Following nanobody staining, we monitored the localization and signal intensity of chromosome-associated Smc1-mCherry and Smc1-sGFP in oocytes from germarial region 3 (R3) to stage 6 (S6). The expected pattern of long continuous Smc1-mCherry threads on oocyte DNA was evident in R3 (Fig 4B) as well as earlier stages within the germarium (Fig S3). In contrast, we did not observe distinct Smc1-sGFP signal on oocyte chromosomes until stage 2 (Fig 4B & Fig S3), and its intensity was relatively weak (Fig 4B & 4D). During subsequent stages, the signal for sGFP-tagged Smc1 became more prominent on both the chromosome arms and the centromeres (Fig 4B & 4D). In stages 2 and 3, we observed extensive colocalization of the mCherry and sGFP signals on oocyte DNA. However, as the signal intensity for chromosomal sGFP-tagged Smc1 increased, we observed a concomitant decrease in Smc1-mCherry associated with the meiotic chromosomes (Fig 4B & 4D). Interestingly, mCherry-tagged Smc1 signal persisted longer on the centromeres than on the chromosome arms (Fig 4D). In stages 5 and 6, we observed both Smc1-sGFP and Smc1-mCherry at oocyte centromeres, but distinct threadlike signal on the arms was only apparent for sGFP-tagged Smc1 (Fig 4B & 4D). These data indicate that chromosome-associated cohesin turns over extensively during meiotic prophase. Importantly, association of prophase-specific Smc1-sGFP with meiotic chromosomes occurs even when the level of endogenous Smc1 is not perturbed by knockdown.

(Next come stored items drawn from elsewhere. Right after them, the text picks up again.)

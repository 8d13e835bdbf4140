//! Error handling - maps domain and infrastructure failures to `{status, error}` bodies.

use actix_web::{HttpResponse, ResponseError, http::StatusCode};
use blog_core::error::{DomainError, RepoError};
use blog_core::ports::LogoutError;
use blog_shared::ErrorResponse;
use std::fmt;

/// Application-level error type rendered as an [`ErrorResponse`].
#[derive(Debug)]
pub enum AppError {
    NotFound,
    BadRequest(String),
    Unauthorized(String),
    Forbidden(String),
    ServiceUnavailable(String),
    /// Detail is logged, never sent to the client.
    Internal(String),
}

impl fmt::Display for AppError {
    fn fmt(&self, f: &mut fmt::Formatter<'_>) -> fmt::Result {
        match self {
            AppError::NotFound => write!(f, "Not found"),
            AppError::BadRequest(msg) => write!(f, "Bad request: {}", msg),
            AppError::Unauthorized(msg) => write!(f, "Unauthorized: {}", msg),
            AppError::Forbidden(msg) => write!(f, "Forbidden: {}", msg),
            AppError::ServiceUnavailable(msg) => write!(f, "Service unavailable: {}", msg),
            AppError::Internal(msg) => write!(f, "Internal error: {}", msg),
        }
    }
}

impl ResponseError for AppError {
    fn status_code(&self) -> StatusCode {
        match self {
            AppError::NotFound => StatusCode::NOT_FOUND,
            AppError::BadRequest(_) => StatusCode::BAD_REQUEST,
            AppError::Unauthorized(_) => StatusCode::UNAUTHORIZED,
            AppError::Forbidden(_) => StatusCode::FORBIDDEN,
            AppError::ServiceUnavailable(_) => StatusCode::SERVICE_UNAVAILABLE,
            AppError::Internal(_) => StatusCode::INTERNAL_SERVER_ERROR,
        }
    }

    fn error_response(&self) -> HttpResponse {
        let error = match self {
            AppError::NotFound => ErrorResponse::not_found("Not found."),
            AppError::BadRequest(msg) => ErrorResponse::bad_request(msg),
            AppError::Unauthorized(msg) => ErrorResponse::unauthorized(msg),
            AppError::Forbidden(msg) => ErrorResponse::forbidden(msg),
            AppError::ServiceUnavailable(msg) => ErrorResponse::new(503, msg),
            AppError::Internal(detail) => {
                tracing::error!("Internal error: {}", detail);
                ErrorResponse::internal_error()
            }
        };

        HttpResponse::build(self.status_code()).json(error)
    }
}

impl From<DomainError> for AppError {
    fn from(err: DomainError) -> Self {
        match err {
            DomainError::NotFound { entity_type, id } => {
                tracing::debug!(entity = entity_type, %id, "Entity not found");
                AppError::NotFound
            }
            DomainError::Validation(msg) | DomainError::Duplicate(msg) => AppError::BadRequest(msg),
            DomainError::Forbidden(msg) => AppError::Forbidden(msg),
            DomainError::Internal(msg) => AppError::Internal(msg),
        }
    }
}

impl From<RepoError> for AppError {
    fn from(err: RepoError) -> Self {
        match err {
            RepoError::NotFound => AppError::NotFound,
            RepoError::Constraint(msg) => {
                tracing::warn!("Constraint violation: {}", msg);
                AppError::BadRequest("The request conflicts with existing data.".to_string())
            }
            RepoError::Connection(msg) => {
                tracing::error!("Database connection error: {}", msg);
                AppError::Internal("Database error".to_string())
            }
            RepoError::Query(msg) => {
                tracing::error!("Database query error: {}", msg);
                AppError::Internal("Database error".to_string())
            }
        }
    }
}

impl From<LogoutError> for AppError {
    fn from(err: LogoutError) -> Self {
        match &err {
            LogoutError::TokenMalformed(source) => {
                tracing::debug!(error = %source, "Logout with unusable token");
                AppError::BadRequest(err.to_string())
            }
            LogoutError::TokenAlreadyBlacklisted => AppError::BadRequest(err.to_string()),
            LogoutError::TokenStoreUnavailable(detail) => {
                tracing::error!("Token blacklist unavailable: {}", detail);
                AppError::ServiceUnavailable(err.to_string())
            }
        }
    }
}

/// Result type alias for handlers.
pub type AppResult<T> = Result<T, AppError>;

Failure to load cohesin onto meiotic chromosomes during meiotic prophase leads to premature loss of arm cohesion
To further characterize Smc1 tag-switch dynamics during meiotic prophase, we examined Smc1-mCherry and Smc1-sGFP localization in oocytes in which expression of the UAS-Smc3 hairpin was induced by the original matα-Gal4 driver chromosome (see genotype, top of Fig 4C). When Smc3 was knocked down, loading of newly synthesized sGFP-tagged-Smc1 onto oocyte chromosomes was almost completely abolished (Fig 4C & 4E), although at later stages we detected faint Smc1-sGFP signal at some centromeres (Fig 4C, arrowheads in S4-S6). As we observed for Smc3 control oocytes, chromosome-associated Smc1-mCherry decreased during prophase progression in Smc3 KD oocytes, but the decline was more precipitous than in control (compare Fig 4D & 4E). However, mCherry-tagged Smc1 was still visible at oocyte centromeres at later stages in Smc3 KD oocytes (Fig 4C, arrowheads in S4-S6). In contrast to Smc3 control oocytes (Fig 4B), Smc1-sGFP and Smc1-mCherry signals were often most predominant in the cytoplasm, not the nuclei, of Smc3 KD oocytes (Fig 4C). Based on these data, we conclude that loading of newly synthesized sGFP-tagged-Smc1 onto chromosomes during meiotic prophase depends on the other cohesin subunits and that the Smc1-sGFP dynamics that we observe reflect the behavior of the intact cohesin ring.
We also examined Smc1 tag-switch localization in stage 10 oocytes for both Smc3 control and knockdown genotypes. This late prophase stage occurs approximately three days after the onset of matα-Gal4 expression [19, 35]. We have been unable to detect endogenous or tagged-cohesin subunits on the condensed chromosomes of metaphase I arrested oocytes (stage 14), most likely due to technical limitations. However, in well-fed females undergoing normal egg-laying, it takes only a short time (∼three hours) for a stage 10 oocyte to mature to stage 14 and arrest at metaphase I [35].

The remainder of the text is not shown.